#### TASK DESCRIPTION
Among the lines below, keep only those from the one containing "return Ok(self.path);" through the one containing "tokio::fs::write(&restored, bytes).await?;", and reproduce them exactly.

• • • • •

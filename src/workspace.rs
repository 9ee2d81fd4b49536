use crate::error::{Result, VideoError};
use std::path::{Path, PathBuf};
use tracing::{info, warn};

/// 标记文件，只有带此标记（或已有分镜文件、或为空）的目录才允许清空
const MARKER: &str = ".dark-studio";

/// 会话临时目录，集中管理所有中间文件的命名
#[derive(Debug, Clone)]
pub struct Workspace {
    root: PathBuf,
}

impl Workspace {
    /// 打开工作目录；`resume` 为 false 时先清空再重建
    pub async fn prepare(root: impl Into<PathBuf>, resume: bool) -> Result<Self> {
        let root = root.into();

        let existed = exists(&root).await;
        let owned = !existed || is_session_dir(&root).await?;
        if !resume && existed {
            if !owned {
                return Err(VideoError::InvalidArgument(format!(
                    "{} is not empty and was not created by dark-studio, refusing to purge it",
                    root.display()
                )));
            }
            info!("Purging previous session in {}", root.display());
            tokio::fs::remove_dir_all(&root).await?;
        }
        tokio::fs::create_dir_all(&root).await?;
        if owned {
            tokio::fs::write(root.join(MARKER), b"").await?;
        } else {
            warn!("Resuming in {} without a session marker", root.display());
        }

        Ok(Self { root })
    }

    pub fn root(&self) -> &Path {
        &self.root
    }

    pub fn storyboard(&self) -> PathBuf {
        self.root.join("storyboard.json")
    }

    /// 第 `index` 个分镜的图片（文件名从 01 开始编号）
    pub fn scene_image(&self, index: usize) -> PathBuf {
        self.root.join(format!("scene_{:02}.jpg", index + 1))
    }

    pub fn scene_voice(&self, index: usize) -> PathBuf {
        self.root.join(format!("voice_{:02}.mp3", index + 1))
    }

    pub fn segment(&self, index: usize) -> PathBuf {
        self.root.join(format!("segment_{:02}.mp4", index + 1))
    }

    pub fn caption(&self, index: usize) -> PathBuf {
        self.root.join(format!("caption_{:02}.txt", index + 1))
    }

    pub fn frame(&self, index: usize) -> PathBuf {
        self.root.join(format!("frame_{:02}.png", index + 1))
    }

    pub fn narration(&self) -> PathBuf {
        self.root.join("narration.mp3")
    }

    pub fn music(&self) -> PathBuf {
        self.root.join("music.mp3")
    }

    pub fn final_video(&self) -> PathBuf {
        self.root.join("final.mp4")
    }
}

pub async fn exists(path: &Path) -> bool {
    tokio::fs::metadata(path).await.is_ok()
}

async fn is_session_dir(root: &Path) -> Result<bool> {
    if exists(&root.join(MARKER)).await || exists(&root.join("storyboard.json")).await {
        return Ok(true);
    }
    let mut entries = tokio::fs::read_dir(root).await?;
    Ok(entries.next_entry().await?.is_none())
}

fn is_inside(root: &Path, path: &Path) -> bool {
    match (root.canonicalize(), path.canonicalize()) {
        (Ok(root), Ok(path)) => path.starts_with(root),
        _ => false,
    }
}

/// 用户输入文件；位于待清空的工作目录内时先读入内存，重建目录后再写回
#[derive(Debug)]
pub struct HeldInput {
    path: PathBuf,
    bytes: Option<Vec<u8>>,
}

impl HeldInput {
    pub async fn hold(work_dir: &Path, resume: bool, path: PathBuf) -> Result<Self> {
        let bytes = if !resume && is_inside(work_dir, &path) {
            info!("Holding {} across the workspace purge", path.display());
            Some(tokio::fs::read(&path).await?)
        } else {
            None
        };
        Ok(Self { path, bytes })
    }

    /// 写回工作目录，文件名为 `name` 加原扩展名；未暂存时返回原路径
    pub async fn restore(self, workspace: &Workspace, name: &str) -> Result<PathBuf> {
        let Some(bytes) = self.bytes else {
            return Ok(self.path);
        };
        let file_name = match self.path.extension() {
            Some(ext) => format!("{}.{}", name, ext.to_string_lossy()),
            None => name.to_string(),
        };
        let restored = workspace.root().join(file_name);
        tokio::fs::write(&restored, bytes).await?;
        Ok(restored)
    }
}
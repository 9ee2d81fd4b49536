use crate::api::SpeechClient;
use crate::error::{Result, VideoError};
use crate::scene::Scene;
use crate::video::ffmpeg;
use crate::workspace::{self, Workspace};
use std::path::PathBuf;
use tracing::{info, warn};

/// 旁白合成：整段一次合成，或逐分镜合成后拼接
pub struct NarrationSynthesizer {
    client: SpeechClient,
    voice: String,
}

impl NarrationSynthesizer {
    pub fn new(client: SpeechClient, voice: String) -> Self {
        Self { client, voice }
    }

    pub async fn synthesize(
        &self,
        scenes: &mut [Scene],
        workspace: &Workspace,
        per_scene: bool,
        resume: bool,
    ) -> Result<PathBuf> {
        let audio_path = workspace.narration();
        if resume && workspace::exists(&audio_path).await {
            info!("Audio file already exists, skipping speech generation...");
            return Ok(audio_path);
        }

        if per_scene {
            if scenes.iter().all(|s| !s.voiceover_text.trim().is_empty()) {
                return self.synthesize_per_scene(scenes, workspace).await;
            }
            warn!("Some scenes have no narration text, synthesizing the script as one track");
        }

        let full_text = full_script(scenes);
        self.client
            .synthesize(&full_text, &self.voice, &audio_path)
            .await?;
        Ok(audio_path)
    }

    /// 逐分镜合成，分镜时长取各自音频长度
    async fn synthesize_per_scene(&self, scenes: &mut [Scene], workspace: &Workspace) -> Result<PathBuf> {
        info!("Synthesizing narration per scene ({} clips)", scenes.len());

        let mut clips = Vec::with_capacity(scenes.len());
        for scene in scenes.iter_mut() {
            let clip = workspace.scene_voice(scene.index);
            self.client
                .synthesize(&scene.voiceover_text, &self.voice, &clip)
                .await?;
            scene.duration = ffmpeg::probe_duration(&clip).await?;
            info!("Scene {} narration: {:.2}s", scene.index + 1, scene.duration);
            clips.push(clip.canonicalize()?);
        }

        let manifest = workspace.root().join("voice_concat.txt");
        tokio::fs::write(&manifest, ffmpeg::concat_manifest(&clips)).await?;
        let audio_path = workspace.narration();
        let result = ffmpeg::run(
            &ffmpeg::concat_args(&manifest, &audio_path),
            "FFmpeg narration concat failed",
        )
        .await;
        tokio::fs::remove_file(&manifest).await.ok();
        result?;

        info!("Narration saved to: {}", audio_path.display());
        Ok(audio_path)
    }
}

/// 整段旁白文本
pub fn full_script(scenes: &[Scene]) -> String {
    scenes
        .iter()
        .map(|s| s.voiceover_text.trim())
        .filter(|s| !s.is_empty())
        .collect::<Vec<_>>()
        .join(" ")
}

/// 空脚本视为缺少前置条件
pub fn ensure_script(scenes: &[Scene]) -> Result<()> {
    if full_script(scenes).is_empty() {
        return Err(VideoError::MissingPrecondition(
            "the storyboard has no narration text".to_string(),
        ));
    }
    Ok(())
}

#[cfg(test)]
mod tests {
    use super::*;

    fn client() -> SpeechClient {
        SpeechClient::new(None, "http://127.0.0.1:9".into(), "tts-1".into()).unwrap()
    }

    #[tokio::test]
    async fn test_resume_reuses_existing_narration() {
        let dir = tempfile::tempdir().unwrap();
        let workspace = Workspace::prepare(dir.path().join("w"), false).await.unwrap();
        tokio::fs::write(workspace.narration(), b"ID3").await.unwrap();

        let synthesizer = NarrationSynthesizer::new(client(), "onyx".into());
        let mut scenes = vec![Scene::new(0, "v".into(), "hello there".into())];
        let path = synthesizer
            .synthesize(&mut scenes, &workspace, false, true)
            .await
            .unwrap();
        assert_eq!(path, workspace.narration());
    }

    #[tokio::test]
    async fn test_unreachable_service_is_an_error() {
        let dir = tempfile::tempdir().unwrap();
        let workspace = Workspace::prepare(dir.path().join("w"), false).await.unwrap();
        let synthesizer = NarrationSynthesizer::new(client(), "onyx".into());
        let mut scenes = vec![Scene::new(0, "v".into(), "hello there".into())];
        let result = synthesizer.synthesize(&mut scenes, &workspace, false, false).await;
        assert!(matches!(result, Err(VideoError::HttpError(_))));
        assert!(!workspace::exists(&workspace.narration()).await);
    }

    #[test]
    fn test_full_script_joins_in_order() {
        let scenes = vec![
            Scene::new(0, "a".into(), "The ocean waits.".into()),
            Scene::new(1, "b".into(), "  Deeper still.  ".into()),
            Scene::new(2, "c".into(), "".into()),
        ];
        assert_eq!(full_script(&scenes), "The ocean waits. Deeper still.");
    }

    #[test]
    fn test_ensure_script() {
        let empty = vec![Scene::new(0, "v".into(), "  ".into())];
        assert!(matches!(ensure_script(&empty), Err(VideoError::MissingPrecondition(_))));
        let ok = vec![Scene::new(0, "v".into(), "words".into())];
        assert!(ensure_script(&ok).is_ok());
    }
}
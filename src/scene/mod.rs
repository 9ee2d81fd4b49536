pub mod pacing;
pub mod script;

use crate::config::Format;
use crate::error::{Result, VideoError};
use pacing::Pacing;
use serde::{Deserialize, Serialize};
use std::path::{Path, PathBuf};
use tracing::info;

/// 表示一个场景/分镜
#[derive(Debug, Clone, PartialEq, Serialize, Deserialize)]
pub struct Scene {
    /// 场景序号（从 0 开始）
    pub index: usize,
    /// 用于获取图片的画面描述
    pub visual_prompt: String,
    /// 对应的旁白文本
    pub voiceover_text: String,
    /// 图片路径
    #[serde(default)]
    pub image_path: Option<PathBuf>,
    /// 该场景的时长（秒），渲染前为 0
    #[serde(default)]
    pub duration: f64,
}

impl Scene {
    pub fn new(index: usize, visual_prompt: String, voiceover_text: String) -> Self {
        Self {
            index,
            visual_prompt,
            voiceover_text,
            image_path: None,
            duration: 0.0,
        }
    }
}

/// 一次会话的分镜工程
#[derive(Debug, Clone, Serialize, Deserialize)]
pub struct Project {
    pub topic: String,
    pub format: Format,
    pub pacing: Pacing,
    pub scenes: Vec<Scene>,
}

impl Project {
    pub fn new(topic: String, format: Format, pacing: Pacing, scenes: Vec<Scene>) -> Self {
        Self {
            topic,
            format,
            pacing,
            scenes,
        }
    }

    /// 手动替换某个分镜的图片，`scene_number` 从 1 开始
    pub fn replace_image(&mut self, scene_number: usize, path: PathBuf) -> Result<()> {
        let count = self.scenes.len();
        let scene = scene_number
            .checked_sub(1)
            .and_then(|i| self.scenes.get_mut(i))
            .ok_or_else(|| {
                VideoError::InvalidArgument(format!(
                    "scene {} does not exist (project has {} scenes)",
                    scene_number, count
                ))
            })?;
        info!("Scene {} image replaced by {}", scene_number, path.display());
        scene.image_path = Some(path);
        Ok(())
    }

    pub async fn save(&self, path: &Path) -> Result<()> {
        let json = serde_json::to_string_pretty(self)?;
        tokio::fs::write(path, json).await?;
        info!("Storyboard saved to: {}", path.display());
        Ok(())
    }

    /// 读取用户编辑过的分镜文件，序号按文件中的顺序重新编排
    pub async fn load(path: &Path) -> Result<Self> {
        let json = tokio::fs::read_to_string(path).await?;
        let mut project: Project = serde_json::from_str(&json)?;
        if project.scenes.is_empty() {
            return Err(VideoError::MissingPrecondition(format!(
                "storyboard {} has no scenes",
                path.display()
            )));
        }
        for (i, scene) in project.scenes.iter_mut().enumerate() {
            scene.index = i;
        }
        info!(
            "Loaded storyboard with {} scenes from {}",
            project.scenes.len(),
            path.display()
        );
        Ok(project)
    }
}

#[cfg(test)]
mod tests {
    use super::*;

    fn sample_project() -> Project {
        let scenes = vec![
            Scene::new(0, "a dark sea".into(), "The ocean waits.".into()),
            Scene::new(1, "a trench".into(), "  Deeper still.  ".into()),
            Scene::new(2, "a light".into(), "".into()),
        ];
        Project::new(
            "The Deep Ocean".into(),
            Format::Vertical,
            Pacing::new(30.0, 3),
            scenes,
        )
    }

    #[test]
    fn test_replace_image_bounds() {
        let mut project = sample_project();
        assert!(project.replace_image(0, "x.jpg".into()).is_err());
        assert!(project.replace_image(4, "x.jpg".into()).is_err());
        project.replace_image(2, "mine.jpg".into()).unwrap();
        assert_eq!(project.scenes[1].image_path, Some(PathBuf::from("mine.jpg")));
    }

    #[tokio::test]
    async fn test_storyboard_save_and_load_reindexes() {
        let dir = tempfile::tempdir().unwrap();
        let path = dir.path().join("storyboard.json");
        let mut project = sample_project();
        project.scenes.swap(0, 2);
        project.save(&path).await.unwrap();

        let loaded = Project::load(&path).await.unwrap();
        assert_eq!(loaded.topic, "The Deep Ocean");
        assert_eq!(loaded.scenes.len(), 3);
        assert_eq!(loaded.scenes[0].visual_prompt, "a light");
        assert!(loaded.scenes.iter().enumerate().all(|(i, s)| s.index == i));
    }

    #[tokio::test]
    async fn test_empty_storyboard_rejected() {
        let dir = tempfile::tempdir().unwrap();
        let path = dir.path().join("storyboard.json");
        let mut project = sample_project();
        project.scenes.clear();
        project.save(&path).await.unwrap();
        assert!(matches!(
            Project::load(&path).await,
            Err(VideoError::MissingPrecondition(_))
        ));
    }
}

• • • • •

#### ANSWER BOX
            return Ok(self.path);
        };
        let file_name = match self.path.extension() {
            Some(ext) => format!("{}.{}", name, ext.to_string_lossy()),
            None => name.to_string(),
        };
        let restored = workspace.root().join(file_name);
        tokio::fs::write(&restored, bytes).await?;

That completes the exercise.